Segment Start: DATA PROVIDED

use std::time::Duration;

use thiserror::Error;
use tokio::io::{AsyncWriteExt, BufReader};
use tokio::net::tcp::{OwnedReadHalf, OwnedWriteHalf};
use tokio::net::TcpStream;
use tokio::time::timeout;
use tracing::{debug, info, warn};

use crate::config::ClientConfig;
use crate::messages::wire::{LineCodec, WireError};
use crate::messages::{Request, Response};

/// Errors surfaced by [`ClientConnection`]
#[derive(Error, Debug)]
pub enum ClientError {
    #[error("connect to {addr} timed out after {timeout:?}")]
    ConnectTimeout { addr: String, timeout: Duration },

    #[error("connect to {addr} failed: {source}")]
    Connect {
        addr: String,
        #[source]
        source: std::io::Error,
    },

    #[error("not connected")]
    NotConnected,

    #[error("login rejected: {0}")]
    LoginRejected(String),

    #[error(transparent)]
    Wire(#[from] WireError),
}

/// Persistent connection to a records server.
///
/// Remembers the session token from a successful login and injects it
/// into later requests that do not carry their own. A transport failure
/// inside [`Self::send`] is retried through exactly one
/// close-reconnect-resend cycle; a second failure surfaces to the caller.
pub struct ClientConnection {
    addr: String,
    connect_timeout: Duration,
    codec: LineCodec,
    reader: Option<BufReader<OwnedReadHalf>>,
    writer: Option<OwnedWriteHalf>,
    token: Option<String>,
}

impl ClientConnection {
    /// Dial the configured server.
    pub async fn connect(config: &ClientConfig) -> Result<Self, ClientError> {
        let mut connection = Self {
            addr: config.addr(),
            connect_timeout: config.connect_timeout(),
            codec: LineCodec::new(config.wire_config()),
            reader: None,
            writer: None,
            token: None,
        };
        connection.open_socket().await?;
        Ok(connection)
    }

    async fn open_socket(&mut self) -> Result<(), ClientError> {
        self.close_transport().await;
        let stream = timeout(self.connect_timeout, TcpStream::connect(&self.addr))
            .await
            .map_err(|_| ClientError::ConnectTimeout {
                addr: self.addr.clone(),
                timeout: self.connect_timeout,
            })?
            .map_err(|source| ClientError::Connect {
                addr: self.addr.clone(),
                source,
            })?;
        let (read_half, write_half) = stream.into_split();
        self.reader = Some(BufReader::new(read_half));
        self.writer = Some(write_half);
        debug!("connected to {}", self.addr);
        Ok(())
    }

    /// Log in and remember the issued token.
    pub async fn login(&mut self, username: &str, password: &str) -> Result<(), ClientError> {
        let response = self.send(Request::login(username, password)).await?;
        let token = response.token.as_deref().unwrap_or("").trim().to_string();
        if response.is_ok() && !token.is_empty() {
            self.token = Some(token);
            info!("logged in as {}", username);
            Ok(())
        } else {
            let reason = response
                .message
                .unwrap_or_else(|| "no reason given".to_string());
            Err(ClientError::LoginRejected(reason))
        }
    }

    /// Send one request and wait for its response.
    ///
    /// Non-login requests without a token get the stored one. Every call
    /// starts with a fresh retry credit: earlier successes or recoveries
    /// do not use it up.
    pub async fn send(&mut self, mut request: Request) -> Result<Response, ClientError> {
        if !request.is_login() && request.token.is_none() {
            request.token = self.token.clone();
        }
        match self.exchange(&request).await {
            Ok(response) => Ok(response),
            Err(ClientError::Wire(err)) if err.is_transport() => {
                warn!("transport failure ({}), reconnecting once", err);
                self.open_socket().await?;
                self.exchange(&request).await
            }
            Err(err) => Err(err),
        }
    }

    async fn exchange(&mut self, request: &Request) -> Result<Response, ClientError> {
        let writer = self.writer.as_mut().ok_or(ClientError::NotConnected)?;
        self.codec.write_frame(writer, request).await?;
        let reader = self.reader.as_mut().ok_or(ClientError::NotConnected)?;
        let response = self.codec.read_frame_timed(reader).await?;
        Ok(response)
    }

    /// The session token from the last successful login, if any.
    pub fn token(&self) -> Option<&str> {
        self.token.as_deref()
    }

    /// Close the connection. Safe to call repeatedly; problems while
    /// closing are logged and swallowed.
    pub async fn close(&mut self) {
        self.close_transport().await;
    }

    async fn close_transport(&mut self) {
        self.reader = None;
        if let Some(mut writer) = self.writer.take() {
            if let Err(err) = writer.shutdown().await {
                debug!("socket shutdown during close: {}", err);
            }
        }
    }
}
//! The recoder's option registry.
//!
//! | Flag  | Priority | Arguments | Effect |
//! |-------|----------|-----------|--------|
//! | `-`   | 0  | path?     | target file or directory |
//! | `-h`  | -1 | none      | help |
//! | `-c`  | 0  | file      | load a YAML configuration |
//! | `-f`  | 0  | encoding  | force the source encoding |
//! | `-t`  | 0  | encoding  | target encoding |
//! | `-r`  | 0  | none      | recurse into directories |
//! | `-ds` | 0  | bytes     | detection sample size |
//! | `-n`  | 0  | CR/LF/CRLF| target newline |
//! | `-i`  | 0  | pattern+  | include file names |
//! | `-x`  | 0  | pattern+  | exclude file names |
//! | `-l`  | 1  | none      | list encodings |
//! | `-C`  | 1  | file      | save the effective settings as YAML |
//! | `-a`  | 2  | encoding* | auto recode from the given (or default) sources |
//!
//! Without an action the forced source encoding is recoded, which requires
//! `-f`. A bare invocation prints the banner.

use std::path::{Path, PathBuf};

use optdispatch_core::{
    DispatchError, FnOption, Parser, RegistryError, Result, expect_at_least, expect_at_most,
    expect_exactly,
};
use tracing::warn;

use crate::actions;
use crate::config::{RecodeConfig, resolve_label, resolve_target};
use crate::context::RecodeContext;
use crate::encoding::{Newline, TextEncoding};
use crate::files::compile_pattern;

pub const HELP: &str = "\
Help for recode

A script tool for text file encoding.

Usage: recode [PATH] [OPTIONS]

Options:
    -h              show help.
    -c FILE         load settings from a YAML file.
    -f ENCODING     force source encoding.
    -t ENCODING     set target encoding (default: UTF-8).
    -r              recursive mode.
    -ds SIZE        set detection size (default: 1024).
    -n NEWLINE      rewrite newlines as CR, LF or CRLF.
    -i PATTERN...   only include matching file names.
    -x PATTERN...   exclude matching file names.
    -l              list encoding of a file or files in a folder.
    -C FILE         save the effective settings to a YAML file.
    -a [ENCODING...] auto mode: recode files in the given encodings
                    (default: GB2312 UTF-8-SIG).";

pub fn banner() -> String {
    format!(
        "recode v{}\nFor help, use option \"-h\".",
        env!("CARGO_PKG_VERSION")
    )
}

/// Builds the recoder's parser.
pub fn build_parser() -> std::result::Result<Parser<RecodeContext>, RegistryError> {
    Parser::builder()
        .leading(
            FnOption::new(0, |ctx: &mut RecodeContext, args: &[String]| {
                if let Some(path) = args.first() {
                    ctx.path = PathBuf::from(path);
                }
                Ok(())
            })
            .with_check(check_target_path),
        )
        .option(
            "-h",
            FnOption::new(-1, |_: &mut RecodeContext, _: &[String]| {
                println!("{HELP}");
                Ok(())
            }),
        )
        .option(
            "-c",
            FnOption::new(0, load_config).with_check(|args| expect_exactly("-c", 1, args)),
        )
        .option(
            "-f",
            FnOption::new(0, |ctx: &mut RecodeContext, args: &[String]| {
                ctx.from_encoding = Some(label(&args[0])?);
                Ok(())
            })
            .with_check(|args| {
                expect_exactly("-f", 1, args)?;
                label(&args[0]).map(drop)
            }),
        )
        .option(
            "-t",
            FnOption::new(0, |ctx: &mut RecodeContext, args: &[String]| {
                ctx.to_encoding = target(&args[0])?;
                Ok(())
            })
            .with_check(|args| {
                expect_exactly("-t", 1, args)?;
                target(&args[0]).map(drop)
            }),
        )
        .option(
            "-r",
            FnOption::new(0, |ctx: &mut RecodeContext, _: &[String]| {
                ctx.recursive = true;
                Ok(())
            }),
        )
        .option(
            "-ds",
            FnOption::new(0, |ctx: &mut RecodeContext, args: &[String]| {
                ctx.detect_size = sample_size(&args[0])?;
                Ok(())
            })
            .with_check(|args| {
                expect_exactly("-ds", 1, args)?;
                sample_size(&args[0]).map(drop)
            }),
        )
        .option(
            "-n",
            FnOption::new(0, |ctx: &mut RecodeContext, args: &[String]| {
                ctx.newline = Some(newline(&args[0])?);
                Ok(())
            })
            .with_check(|args| {
                expect_exactly("-n", 1, args)?;
                newline(&args[0]).map(drop)
            }),
        )
        .option(
            "-i",
            FnOption::new(0, |ctx: &mut RecodeContext, args: &[String]| {
                ctx.include.extend_from_slice(args);
                Ok(())
            })
            .with_check(|args| check_patterns("-i", args)),
        )
        .option(
            "-x",
            FnOption::new(0, |ctx: &mut RecodeContext, args: &[String]| {
                ctx.exclude.extend_from_slice(args);
                Ok(())
            })
            .with_check(|args| check_patterns("-x", args)),
        )
        .option(
            "-l",
            FnOption::new(1, |ctx: &mut RecodeContext, _: &[String]| actions::list(ctx)),
        )
        .option(
            "-C",
            FnOption::new(1, save_config).with_check(|args| expect_exactly("-C", 1, args)),
        )
        .option(
            "-a",
            FnOption::new(2, |ctx: &mut RecodeContext, args: &[String]| {
                let sources = if args.is_empty() {
                    ctx.default_sources.clone()
                } else {
                    args.iter().map(|a| label(a)).collect::<Result<Vec<_>>>()?
                };
                actions::auto(ctx, &sources)
            })
            .with_check(|args| args.iter().try_for_each(|a| label(a).map(drop))),
        )
        .default_action(FnOption::new(1, |ctx: &mut RecodeContext, _: &[String]| {
            match ctx.from_encoding {
                Some(from) => actions::auto(ctx, &[from]),
                None => Err(DispatchError::MissingArgument("-f [encoding]".into())),
            }
        }))
        .on_blank(|_: &mut RecodeContext| println!("{}", banner()))
        .build()
}

fn check_target_path(args: &[String]) -> Result<()> {
    expect_at_most(1, args)?;
    match args.first() {
        Some(path) if !Path::new(path).exists() => {
            Err(DispatchError::InvalidArgument(path.clone()))
        }
        _ => Ok(()),
    }
}

fn check_patterns(flag: &str, args: &[String]) -> Result<()> {
    expect_at_least(flag, 1, args)?;
    for pattern in args {
        compile_pattern(pattern).map_err(|_| DispatchError::InvalidArgument(pattern.clone()))?;
    }
    Ok(())
}

fn load_config(ctx: &mut RecodeContext, args: &[String]) -> Result<()> {
    let path = &args[0];
    RecodeConfig::load(path)
        .and_then(|config| config.apply(ctx))
        .map_err(|err| {
            warn!(path = %path, %err, "cannot load configuration");
            DispatchError::InvalidArgument(path.clone())
        })
}

fn save_config(ctx: &mut RecodeContext, args: &[String]) -> Result<()> {
    let path = &args[0];
    RecodeConfig::from_context(ctx).save(path).map_err(|err| {
        warn!(path = %path, %err, "cannot save configuration");
        DispatchError::InvalidArgument(path.clone())
    })?;
    println!("Settings saved to: {path}");
    Ok(())
}

fn label(value: &str) -> Result<TextEncoding> {
    resolve_label(value).map_err(|_| DispatchError::InvalidArgument(value.to_string()))
}

fn target(value: &str) -> Result<TextEncoding> {
    resolve_target(value).map_err(|_| DispatchError::InvalidArgument(value.to_string()))
}

fn sample_size(value: &str) -> Result<usize> {
    match value.parse::<usize>() {
        Ok(size) if size > 0 => Ok(size),
        _ => Err(DispatchError::InvalidArgument(value.to_string())),
    }
}

fn newline(value: &str) -> Result<Newline> {
    value
        .parse()
        .map_err(|_| DispatchError::InvalidArgument(value.to_string()))
}

#[cfg(test)]
mod tests {
    use super::*;

    fn run(tokens: &[&str]) -> (Result<()>, RecodeContext) {
        let mut parser = build_parser().unwrap();
        let mut ctx = RecodeContext::default();
        let result = parser.run(&mut ctx, tokens.iter().copied());
        (result, ctx)
    }

    #[test]
    fn test_registry_builds() {
        let parser = build_parser().unwrap();
        for flag in [
            "-", "-h", "-c", "-f", "-t", "-r", "-ds", "-n", "-i", "-x", "-l", "-C", "-a",
        ] {
            assert!(parser.is_registered(flag), "{flag} missing");
        }
    }

    #[test]
    fn test_sample_size_must_be_integer() {
        let (result, _) = run(&["-ds", "lots"]);
        assert_eq!(result, Err(DispatchError::InvalidArgument("lots".into())));
        let (result, _) = run(&["-ds"]);
        assert_eq!(result, Err(DispatchError::MissingArgument("-ds".into())));
    }

    #[test]
    fn test_unknown_encoding_rejected_before_execution() {
        let (result, ctx) = run(&["-t", "klingon", "-r"]);
        assert_eq!(result, Err(DispatchError::InvalidArgument("klingon".into())));
        assert!(!ctx.recursive);
    }

    #[test]
    fn test_read_only_target_rejected() {
        let (result, _) = run(&["-t", "utf-16le"]);
        assert_eq!(result, Err(DispatchError::InvalidArgument("utf-16le".into())));
    }

    #[test]
    fn test_missing_path_rejected() {
        let (result, _) = run(&["/definitely/not/here", "-l"]);
        assert_eq!(
            result,
            Err(DispatchError::InvalidArgument("/definitely/not/here".into()))
        );
    }

    #[test]
    fn test_two_paths_rejected() {
        let (result, _) = run(&[".", "..", "-l"]);
        assert_eq!(result, Err(DispatchError::UnexpectedArgument("..".into())));
    }

    #[test]
    fn test_default_action_requires_forced_source() {
        let dir = tempfile::tempdir().unwrap();
        let path = dir.path().to_str().unwrap();
        let (result, _) = run(&[path, "-r"]);
        assert_eq!(
            result,
            Err(DispatchError::MissingArgument("-f [encoding]".into()))
        );
    }

    #[test]
    fn test_environment_options_configure_context() {
        let dir = tempfile::tempdir().unwrap();
        let path = dir.path().to_str().unwrap();
        let (result, ctx) = run(&[
            path, "-h", "-t", "gbk", "-ds", "64", "-n", "crlf", "-i", "*.txt", "-x", "a*", "b*",
        ]);
        // help is the first terminal option, so nothing configures
        assert!(result.is_ok());
        assert_eq!(ctx.detect_size, 1024);

        let (result, ctx) = run(&[
            path, "-t", "gbk", "-ds", "64", "-n", "crlf", "-i", "*.txt", "-x", "a*", "b*", "-l",
        ]);
        assert!(result.is_ok());
        assert_eq!(ctx.path, PathBuf::from(path));
        assert_eq!(ctx.to_encoding.name(), "GBK");
        assert_eq!(ctx.detect_size, 64);
        assert_eq!(ctx.newline, Some(Newline::CrLf));
        assert_eq!(ctx.include, vec!["*.txt"]);
        assert_eq!(ctx.exclude, vec!["a*", "b*"]);
    }

    #[test]
    fn test_pattern_options_need_an_argument() {
        let (result, _) = run(&["-x"]);
        assert_eq!(result, Err(DispatchError::MissingArgument("-x".into())));
        let (result, _) = run(&["-i", "ok", "bad["]);
        assert_eq!(result, Err(DispatchError::InvalidArgument("bad[".into())));
    }

    #[test]
    fn test_config_option_loads_yaml() {
        let dir = tempfile::tempdir().unwrap();
        let config = dir.path().join("recode.yml");
        std::fs::write(&config, "to: big5\ndetect_size: 256\n").unwrap();
        let data = dir.path().join("data");
        std::fs::create_dir(&data).unwrap();

        let (result, ctx) = run(&[
            data.to_str().unwrap(),
            "-c",
            config.to_str().unwrap(),
            "-l",
        ]);
        assert!(result.is_ok());
        assert_eq!(ctx.to_encoding.name(), "BIG5");
        assert_eq!(ctx.detect_size, 256);
    }

    #[test]
    fn test_bad_config_is_invalid_argument() {
        let dir = tempfile::tempdir().unwrap();
        let config = dir.path().join("broken.yml");
        std::fs::write(&config, "to: klingon\n").unwrap();
        let token = config.to_str().unwrap();

        let (result, _) = run(&["-c", token, "-l"]);
        assert_eq!(result, Err(DispatchError::InvalidArgument(token.into())));
    }

    #[test]
    fn test_saved_settings_load_back() {
        let dir = tempfile::tempdir().unwrap();
        let saved = dir.path().join("saved.yml");
        let token = saved.to_str().unwrap();

        let (result, _) = run(&["-t", "gbk", "-ds", "512", "-r", "-C", token]);
        assert!(result.is_ok());

        let config = RecodeConfig::load(&saved).unwrap();
        assert_eq!(config.to.as_deref(), Some("GBK"));
        assert_eq!(config.detect_size, Some(512));
        assert_eq!(config.recursive, Some(true));
    }

    #[test]
    fn test_config_with_zero_detect_size_is_rejected() {
        let dir = tempfile::tempdir().unwrap();
        let config = dir.path().join("zero.yml");
        std::fs::write(&config, "detect_size: 0\n").unwrap();
        let token = config.to_str().unwrap();

        let (result, ctx) = run(&["-c", token, "-l"]);
        assert_eq!(result, Err(DispatchError::InvalidArgument(token.into())));
        assert_eq!(ctx.detect_size, 1024);
    }
}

Segment End: DATA PROVIDED

YOUR ASSIGNMENT> Write out, from the lines above, only those from the line with "recoder's option registry." to the line with "YAML configuration |", exactly as given, including the first and the last.

ANSWER TO THE EXERCISE>
//! The recoder's option registry.
//!
//! | Flag  | Priority | Arguments | Effect |
//! |-------|----------|-----------|--------|
//! | `-`   | 0  | path?     | target file or directory |
//! | `-h`  | -1 | none      | help |
//! | `-c`  | 0  | file      | load a YAML configuration |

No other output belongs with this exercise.